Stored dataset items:
*** Block opens ***

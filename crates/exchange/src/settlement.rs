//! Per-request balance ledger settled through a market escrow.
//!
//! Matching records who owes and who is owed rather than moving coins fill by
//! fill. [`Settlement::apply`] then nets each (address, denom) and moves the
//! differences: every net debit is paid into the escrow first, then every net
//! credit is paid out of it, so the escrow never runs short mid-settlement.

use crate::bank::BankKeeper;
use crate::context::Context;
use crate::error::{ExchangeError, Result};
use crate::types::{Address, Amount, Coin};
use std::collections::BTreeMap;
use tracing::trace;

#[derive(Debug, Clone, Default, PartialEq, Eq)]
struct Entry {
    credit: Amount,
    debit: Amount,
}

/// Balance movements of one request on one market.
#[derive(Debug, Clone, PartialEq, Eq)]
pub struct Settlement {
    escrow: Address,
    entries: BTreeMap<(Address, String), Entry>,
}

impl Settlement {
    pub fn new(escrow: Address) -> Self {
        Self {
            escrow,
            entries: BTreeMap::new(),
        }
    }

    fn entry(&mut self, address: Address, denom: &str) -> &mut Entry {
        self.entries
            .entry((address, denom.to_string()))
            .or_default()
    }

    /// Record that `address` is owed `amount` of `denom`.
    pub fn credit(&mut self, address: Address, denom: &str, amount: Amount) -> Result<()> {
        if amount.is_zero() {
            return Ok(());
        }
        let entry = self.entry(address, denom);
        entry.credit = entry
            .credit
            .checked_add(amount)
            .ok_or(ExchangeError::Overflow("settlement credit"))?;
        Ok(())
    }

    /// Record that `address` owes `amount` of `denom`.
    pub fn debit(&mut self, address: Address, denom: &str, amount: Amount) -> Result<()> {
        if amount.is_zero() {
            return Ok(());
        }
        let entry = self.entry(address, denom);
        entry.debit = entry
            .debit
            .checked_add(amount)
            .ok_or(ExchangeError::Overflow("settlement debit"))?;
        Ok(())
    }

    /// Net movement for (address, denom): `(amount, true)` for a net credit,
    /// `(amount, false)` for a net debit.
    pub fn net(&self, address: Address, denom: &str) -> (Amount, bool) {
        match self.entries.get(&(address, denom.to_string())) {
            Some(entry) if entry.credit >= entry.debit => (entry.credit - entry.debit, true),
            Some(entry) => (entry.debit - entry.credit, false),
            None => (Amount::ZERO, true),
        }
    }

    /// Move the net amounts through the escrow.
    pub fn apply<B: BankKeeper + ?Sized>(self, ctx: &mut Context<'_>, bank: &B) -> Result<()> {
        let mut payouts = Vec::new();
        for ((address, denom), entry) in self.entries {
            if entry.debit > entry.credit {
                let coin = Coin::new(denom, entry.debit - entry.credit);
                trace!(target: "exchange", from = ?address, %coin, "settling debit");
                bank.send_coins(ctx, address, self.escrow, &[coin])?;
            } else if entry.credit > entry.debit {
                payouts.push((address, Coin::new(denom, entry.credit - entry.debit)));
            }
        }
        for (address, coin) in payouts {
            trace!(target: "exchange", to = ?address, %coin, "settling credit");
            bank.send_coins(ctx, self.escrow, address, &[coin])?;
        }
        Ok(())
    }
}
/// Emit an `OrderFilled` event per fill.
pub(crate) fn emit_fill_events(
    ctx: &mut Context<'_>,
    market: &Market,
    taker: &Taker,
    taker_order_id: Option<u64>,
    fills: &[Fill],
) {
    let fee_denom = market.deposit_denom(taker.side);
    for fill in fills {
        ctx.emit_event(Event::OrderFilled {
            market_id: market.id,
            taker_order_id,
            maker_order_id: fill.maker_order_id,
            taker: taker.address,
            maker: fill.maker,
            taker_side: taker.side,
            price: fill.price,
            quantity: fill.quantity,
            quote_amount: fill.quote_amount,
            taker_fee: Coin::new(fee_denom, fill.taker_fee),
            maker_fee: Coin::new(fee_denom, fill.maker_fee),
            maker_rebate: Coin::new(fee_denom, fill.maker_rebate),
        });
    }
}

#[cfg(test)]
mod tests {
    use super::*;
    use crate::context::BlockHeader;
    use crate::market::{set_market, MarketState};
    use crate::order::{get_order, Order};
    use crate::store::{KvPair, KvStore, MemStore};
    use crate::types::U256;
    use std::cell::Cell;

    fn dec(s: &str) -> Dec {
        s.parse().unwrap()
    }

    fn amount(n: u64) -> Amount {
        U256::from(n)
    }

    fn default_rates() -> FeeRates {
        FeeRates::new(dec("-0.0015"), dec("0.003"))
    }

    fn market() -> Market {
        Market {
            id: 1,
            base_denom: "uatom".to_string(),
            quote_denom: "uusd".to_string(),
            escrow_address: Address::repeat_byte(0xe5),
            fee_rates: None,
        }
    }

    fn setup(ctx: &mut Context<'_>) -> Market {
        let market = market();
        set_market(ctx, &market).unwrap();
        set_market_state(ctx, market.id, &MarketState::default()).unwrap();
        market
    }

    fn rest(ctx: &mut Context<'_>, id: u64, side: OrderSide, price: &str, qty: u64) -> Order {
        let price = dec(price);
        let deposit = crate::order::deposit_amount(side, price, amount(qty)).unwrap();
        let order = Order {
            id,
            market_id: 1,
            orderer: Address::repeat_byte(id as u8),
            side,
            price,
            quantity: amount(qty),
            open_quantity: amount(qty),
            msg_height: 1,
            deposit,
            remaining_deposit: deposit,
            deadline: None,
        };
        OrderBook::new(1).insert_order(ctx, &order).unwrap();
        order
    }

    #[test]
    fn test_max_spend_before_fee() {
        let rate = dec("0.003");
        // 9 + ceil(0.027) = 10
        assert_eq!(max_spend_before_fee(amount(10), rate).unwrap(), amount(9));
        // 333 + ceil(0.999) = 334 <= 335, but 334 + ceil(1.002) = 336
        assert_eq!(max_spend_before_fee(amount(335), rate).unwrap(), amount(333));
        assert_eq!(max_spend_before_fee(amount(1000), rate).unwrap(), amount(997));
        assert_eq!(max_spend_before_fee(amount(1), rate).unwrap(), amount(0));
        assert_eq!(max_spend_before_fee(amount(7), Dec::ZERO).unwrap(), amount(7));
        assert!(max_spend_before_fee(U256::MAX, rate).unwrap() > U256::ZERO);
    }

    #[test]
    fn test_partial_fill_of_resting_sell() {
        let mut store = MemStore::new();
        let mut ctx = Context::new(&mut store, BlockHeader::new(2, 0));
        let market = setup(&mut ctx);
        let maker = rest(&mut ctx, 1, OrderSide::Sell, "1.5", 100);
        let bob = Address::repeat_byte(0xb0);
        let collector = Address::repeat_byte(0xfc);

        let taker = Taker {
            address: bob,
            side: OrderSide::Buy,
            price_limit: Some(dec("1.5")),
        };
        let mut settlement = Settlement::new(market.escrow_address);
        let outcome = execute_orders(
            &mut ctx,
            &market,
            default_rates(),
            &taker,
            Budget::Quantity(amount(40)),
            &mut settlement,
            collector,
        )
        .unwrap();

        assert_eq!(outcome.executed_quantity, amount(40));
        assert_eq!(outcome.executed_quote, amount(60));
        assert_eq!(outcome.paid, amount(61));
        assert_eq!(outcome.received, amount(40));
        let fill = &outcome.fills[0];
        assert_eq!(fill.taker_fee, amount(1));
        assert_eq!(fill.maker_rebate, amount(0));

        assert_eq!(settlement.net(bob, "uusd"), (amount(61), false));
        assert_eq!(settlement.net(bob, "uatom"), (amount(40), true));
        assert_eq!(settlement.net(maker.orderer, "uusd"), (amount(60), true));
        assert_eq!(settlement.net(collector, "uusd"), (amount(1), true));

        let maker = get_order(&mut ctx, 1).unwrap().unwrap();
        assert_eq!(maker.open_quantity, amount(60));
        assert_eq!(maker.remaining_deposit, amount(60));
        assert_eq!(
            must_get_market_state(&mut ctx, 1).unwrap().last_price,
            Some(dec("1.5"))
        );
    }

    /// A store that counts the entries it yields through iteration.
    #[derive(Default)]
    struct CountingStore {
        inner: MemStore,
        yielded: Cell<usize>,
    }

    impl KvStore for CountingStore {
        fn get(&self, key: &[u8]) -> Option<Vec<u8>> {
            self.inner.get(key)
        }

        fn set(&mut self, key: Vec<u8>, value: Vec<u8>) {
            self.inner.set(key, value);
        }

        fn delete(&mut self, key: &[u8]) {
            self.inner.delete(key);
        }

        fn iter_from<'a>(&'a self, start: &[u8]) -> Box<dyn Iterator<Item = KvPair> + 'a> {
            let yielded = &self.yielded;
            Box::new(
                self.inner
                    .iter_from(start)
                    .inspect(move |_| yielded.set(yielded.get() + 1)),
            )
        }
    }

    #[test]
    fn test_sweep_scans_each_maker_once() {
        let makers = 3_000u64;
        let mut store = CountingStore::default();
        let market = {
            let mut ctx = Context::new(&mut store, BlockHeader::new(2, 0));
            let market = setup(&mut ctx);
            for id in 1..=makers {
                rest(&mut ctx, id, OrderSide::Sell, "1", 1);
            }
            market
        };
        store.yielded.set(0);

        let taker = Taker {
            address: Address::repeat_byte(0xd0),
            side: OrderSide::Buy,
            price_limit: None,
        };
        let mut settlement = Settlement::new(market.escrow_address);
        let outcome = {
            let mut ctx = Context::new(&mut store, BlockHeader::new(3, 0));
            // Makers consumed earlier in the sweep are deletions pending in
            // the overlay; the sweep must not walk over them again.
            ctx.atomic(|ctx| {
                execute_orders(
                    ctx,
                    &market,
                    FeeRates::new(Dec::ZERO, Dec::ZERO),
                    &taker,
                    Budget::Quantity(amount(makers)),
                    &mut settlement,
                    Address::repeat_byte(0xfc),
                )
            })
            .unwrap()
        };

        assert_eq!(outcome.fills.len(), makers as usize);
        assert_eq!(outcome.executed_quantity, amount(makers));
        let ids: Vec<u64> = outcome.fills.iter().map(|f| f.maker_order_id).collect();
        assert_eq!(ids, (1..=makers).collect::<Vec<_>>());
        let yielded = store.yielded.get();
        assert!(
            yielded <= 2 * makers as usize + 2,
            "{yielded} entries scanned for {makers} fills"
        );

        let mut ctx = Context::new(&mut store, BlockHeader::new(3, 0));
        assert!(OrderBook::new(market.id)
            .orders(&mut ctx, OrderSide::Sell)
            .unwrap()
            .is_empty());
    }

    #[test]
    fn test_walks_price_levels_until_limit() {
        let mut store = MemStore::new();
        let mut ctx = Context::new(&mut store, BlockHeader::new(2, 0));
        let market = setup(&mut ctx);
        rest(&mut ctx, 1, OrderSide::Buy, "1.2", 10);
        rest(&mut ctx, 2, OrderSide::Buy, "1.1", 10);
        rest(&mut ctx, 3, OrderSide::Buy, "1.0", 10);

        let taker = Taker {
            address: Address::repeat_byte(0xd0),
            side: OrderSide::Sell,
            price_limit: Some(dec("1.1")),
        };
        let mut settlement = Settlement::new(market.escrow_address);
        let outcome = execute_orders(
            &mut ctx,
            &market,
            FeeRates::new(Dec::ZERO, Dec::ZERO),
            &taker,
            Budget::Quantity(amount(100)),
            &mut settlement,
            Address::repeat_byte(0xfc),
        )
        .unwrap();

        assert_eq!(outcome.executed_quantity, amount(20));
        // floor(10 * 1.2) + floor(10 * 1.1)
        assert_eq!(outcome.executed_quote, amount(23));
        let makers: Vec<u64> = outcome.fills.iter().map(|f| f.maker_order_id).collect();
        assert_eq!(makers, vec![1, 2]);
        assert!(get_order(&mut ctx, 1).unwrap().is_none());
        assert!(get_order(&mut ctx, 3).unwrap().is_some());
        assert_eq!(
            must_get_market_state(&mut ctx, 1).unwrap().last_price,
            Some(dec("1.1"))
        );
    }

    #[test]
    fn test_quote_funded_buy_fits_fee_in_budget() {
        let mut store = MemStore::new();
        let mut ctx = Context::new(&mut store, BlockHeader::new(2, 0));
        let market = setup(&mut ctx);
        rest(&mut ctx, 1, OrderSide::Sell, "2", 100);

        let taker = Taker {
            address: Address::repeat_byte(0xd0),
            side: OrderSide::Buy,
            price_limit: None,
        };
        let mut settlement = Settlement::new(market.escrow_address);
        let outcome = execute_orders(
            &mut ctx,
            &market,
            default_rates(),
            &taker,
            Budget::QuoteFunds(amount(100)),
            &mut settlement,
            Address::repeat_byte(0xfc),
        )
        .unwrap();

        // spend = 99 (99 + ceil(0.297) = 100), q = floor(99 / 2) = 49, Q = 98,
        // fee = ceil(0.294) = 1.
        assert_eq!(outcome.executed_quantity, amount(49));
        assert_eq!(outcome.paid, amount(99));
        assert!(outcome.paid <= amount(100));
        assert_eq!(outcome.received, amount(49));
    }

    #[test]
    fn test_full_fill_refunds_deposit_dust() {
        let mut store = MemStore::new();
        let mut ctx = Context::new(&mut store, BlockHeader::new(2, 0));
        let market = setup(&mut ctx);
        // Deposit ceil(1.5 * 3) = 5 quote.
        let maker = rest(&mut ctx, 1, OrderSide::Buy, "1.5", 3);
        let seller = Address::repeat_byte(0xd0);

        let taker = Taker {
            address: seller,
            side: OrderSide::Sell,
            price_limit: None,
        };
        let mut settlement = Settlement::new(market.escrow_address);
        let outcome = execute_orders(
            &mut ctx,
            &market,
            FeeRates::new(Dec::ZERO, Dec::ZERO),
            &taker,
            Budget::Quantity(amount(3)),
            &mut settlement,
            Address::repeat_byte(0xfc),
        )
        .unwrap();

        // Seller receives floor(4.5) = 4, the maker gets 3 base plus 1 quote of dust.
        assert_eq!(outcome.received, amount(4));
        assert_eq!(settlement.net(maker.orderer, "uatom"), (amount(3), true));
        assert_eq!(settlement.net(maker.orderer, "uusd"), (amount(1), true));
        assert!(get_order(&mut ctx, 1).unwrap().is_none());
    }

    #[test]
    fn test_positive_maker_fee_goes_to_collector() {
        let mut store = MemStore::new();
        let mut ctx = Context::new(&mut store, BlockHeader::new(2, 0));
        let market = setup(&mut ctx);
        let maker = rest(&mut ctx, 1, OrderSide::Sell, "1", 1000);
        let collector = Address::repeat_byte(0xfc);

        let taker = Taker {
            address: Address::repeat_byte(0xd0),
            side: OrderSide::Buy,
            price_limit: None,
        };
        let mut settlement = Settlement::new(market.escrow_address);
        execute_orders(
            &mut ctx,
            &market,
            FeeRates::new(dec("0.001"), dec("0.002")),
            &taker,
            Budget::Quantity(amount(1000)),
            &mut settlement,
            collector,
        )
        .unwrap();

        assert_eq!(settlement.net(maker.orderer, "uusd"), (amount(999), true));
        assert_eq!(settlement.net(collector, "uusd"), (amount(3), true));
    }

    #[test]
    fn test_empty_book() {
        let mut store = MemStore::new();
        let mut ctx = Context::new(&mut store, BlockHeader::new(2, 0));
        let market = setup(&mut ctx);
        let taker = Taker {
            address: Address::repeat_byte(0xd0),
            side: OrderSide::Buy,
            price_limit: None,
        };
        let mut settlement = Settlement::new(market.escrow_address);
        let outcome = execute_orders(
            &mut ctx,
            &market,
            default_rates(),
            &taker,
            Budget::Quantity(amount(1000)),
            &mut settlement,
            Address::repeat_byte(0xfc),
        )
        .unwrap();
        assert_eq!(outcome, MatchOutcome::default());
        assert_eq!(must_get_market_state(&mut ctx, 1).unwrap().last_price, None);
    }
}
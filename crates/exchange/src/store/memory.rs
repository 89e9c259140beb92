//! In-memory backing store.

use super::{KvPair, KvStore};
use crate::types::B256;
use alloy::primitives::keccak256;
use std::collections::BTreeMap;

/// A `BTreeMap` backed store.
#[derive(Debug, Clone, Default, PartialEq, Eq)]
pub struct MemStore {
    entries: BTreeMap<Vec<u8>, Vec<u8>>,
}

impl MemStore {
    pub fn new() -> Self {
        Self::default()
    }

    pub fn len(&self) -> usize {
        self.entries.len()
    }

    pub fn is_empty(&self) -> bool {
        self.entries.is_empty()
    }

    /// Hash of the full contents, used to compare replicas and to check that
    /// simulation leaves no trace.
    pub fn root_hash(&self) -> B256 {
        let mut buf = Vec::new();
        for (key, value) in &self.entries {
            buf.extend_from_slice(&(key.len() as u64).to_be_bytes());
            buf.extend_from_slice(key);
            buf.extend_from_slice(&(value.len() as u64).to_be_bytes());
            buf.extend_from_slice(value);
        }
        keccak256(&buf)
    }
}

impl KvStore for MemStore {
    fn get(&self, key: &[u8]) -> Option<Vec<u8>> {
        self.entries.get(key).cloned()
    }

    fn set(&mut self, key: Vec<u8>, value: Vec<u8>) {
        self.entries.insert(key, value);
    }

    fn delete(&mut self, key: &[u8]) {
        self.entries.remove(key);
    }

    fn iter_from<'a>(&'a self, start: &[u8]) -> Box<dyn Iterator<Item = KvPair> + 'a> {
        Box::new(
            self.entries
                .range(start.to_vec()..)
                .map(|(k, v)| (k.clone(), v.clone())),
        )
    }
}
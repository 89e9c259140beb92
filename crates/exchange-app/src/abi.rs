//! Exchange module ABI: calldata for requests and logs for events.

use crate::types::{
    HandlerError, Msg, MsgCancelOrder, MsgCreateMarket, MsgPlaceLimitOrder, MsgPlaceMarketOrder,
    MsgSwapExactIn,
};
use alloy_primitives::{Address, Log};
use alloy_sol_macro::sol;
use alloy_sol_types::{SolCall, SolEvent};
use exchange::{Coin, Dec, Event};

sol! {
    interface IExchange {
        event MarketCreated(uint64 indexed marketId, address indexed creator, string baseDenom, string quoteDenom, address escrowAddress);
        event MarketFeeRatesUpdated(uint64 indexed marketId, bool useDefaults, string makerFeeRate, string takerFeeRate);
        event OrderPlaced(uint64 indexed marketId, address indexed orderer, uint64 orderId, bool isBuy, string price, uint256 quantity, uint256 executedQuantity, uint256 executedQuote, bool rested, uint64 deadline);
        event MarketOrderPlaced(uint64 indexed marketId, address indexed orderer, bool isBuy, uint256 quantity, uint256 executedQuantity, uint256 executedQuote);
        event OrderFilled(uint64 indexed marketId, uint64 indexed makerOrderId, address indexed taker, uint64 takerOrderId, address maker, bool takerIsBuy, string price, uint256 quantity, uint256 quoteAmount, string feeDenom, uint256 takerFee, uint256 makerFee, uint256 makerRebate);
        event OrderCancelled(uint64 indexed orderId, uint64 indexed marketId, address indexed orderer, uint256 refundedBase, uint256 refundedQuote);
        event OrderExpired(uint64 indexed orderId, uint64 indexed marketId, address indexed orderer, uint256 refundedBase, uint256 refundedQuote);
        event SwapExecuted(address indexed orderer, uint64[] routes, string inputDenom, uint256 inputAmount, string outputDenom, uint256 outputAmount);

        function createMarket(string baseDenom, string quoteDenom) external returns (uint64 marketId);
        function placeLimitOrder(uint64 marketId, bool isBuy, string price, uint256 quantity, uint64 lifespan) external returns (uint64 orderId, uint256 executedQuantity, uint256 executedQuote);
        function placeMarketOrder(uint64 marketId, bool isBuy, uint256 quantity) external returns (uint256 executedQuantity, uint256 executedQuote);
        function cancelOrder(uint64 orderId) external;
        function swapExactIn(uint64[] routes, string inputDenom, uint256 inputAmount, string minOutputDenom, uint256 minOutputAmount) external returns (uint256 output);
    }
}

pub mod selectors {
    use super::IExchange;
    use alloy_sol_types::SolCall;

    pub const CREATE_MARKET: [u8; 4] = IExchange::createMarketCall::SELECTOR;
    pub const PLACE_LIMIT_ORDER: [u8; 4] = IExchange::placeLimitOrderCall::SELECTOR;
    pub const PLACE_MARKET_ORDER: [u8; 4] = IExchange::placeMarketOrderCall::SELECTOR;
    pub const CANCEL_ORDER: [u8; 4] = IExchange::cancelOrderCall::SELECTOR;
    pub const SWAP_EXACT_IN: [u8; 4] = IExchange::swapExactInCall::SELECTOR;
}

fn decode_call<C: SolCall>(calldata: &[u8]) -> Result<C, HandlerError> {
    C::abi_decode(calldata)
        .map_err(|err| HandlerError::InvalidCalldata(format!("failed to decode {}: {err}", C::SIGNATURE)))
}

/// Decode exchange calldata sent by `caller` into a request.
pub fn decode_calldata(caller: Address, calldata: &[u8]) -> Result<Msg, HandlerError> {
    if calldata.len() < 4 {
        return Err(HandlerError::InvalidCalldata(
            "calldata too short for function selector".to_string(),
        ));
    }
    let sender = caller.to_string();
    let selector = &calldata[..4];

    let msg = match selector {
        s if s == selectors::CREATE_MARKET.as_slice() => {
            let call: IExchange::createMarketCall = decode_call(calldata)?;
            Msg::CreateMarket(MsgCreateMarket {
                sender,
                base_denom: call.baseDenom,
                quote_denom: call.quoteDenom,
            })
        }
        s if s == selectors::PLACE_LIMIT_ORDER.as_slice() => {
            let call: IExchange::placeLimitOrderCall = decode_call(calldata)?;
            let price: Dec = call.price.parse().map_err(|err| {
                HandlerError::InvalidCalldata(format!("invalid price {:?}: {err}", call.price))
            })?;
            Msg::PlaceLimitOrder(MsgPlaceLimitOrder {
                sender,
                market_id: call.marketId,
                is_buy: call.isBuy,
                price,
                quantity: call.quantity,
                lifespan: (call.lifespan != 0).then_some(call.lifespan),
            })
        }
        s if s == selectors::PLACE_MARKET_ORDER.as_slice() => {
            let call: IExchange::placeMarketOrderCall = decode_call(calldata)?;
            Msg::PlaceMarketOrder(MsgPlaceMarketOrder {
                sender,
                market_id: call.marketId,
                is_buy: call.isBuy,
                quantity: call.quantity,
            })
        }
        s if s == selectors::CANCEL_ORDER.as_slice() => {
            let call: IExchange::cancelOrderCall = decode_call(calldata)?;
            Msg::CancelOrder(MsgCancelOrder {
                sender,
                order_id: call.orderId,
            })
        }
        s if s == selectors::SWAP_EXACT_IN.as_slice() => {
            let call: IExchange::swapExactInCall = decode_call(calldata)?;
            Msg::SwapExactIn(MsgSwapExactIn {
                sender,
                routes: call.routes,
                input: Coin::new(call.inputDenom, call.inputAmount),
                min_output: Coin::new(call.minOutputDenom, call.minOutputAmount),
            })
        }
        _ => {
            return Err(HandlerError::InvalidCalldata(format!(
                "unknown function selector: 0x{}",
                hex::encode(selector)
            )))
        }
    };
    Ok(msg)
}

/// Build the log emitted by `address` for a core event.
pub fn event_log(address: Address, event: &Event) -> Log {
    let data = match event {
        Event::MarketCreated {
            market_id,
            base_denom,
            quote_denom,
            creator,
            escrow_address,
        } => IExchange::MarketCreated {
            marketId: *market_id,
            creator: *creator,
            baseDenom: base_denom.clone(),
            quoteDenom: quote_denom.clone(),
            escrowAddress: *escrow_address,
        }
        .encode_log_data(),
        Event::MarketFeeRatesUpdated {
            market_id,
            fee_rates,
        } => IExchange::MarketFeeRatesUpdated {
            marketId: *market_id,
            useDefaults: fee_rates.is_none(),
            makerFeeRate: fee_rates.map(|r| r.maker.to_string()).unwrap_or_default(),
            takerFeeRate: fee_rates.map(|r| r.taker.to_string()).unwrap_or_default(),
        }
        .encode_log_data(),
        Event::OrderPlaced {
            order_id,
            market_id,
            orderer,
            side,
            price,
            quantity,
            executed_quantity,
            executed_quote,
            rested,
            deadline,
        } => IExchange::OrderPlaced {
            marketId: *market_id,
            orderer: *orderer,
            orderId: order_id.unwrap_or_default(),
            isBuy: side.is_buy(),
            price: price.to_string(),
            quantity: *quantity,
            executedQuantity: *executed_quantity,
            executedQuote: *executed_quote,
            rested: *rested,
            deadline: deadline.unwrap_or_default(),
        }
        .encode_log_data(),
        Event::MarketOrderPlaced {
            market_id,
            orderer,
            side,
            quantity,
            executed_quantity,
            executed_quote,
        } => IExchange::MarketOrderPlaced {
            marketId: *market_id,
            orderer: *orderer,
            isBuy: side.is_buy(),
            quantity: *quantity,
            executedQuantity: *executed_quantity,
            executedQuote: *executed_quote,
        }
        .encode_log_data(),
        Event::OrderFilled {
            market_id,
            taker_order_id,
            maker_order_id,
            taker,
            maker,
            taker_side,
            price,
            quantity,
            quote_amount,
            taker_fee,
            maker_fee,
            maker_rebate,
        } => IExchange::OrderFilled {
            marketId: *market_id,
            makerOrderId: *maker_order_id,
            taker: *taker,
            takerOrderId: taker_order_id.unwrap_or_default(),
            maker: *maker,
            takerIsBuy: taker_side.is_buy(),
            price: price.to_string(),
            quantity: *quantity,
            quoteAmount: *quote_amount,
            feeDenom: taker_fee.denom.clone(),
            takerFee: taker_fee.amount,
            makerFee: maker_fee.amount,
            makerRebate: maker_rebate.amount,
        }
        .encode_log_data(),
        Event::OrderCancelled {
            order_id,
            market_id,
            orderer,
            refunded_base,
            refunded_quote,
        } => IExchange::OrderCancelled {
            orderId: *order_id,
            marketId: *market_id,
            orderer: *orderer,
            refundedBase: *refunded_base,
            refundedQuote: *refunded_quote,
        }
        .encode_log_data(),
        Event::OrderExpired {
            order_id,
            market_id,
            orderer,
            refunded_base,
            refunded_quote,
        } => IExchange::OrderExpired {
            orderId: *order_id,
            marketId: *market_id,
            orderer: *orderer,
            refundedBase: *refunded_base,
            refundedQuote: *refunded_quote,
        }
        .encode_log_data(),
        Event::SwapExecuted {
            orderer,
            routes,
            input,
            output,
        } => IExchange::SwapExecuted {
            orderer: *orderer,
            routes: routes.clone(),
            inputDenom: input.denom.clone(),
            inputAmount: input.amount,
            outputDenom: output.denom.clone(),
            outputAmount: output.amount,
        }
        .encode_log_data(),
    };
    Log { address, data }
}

*** Block closes ***

The lines running from the start of the data through the one that contains "use tracing::trace;" should be reproduced exactly, and only those.

filename crates/exchange/src/settlement.rs
//! Per-request balance ledger settled through a market escrow.
//!
//! Matching records who owes and who is owed rather than moving coins fill by
//! fill. [`Settlement::apply`] then nets each (address, denom) and moves the
//! differences: every net debit is paid into the escrow first, then every net
//! credit is paid out of it, so the escrow never runs short mid-settlement.

use crate::bank::BankKeeper;
use crate::context::Context;
use crate::error::{ExchangeError, Result};
use crate::types::{Address, Amount, Coin};
use std::collections::BTreeMap;
use tracing::trace;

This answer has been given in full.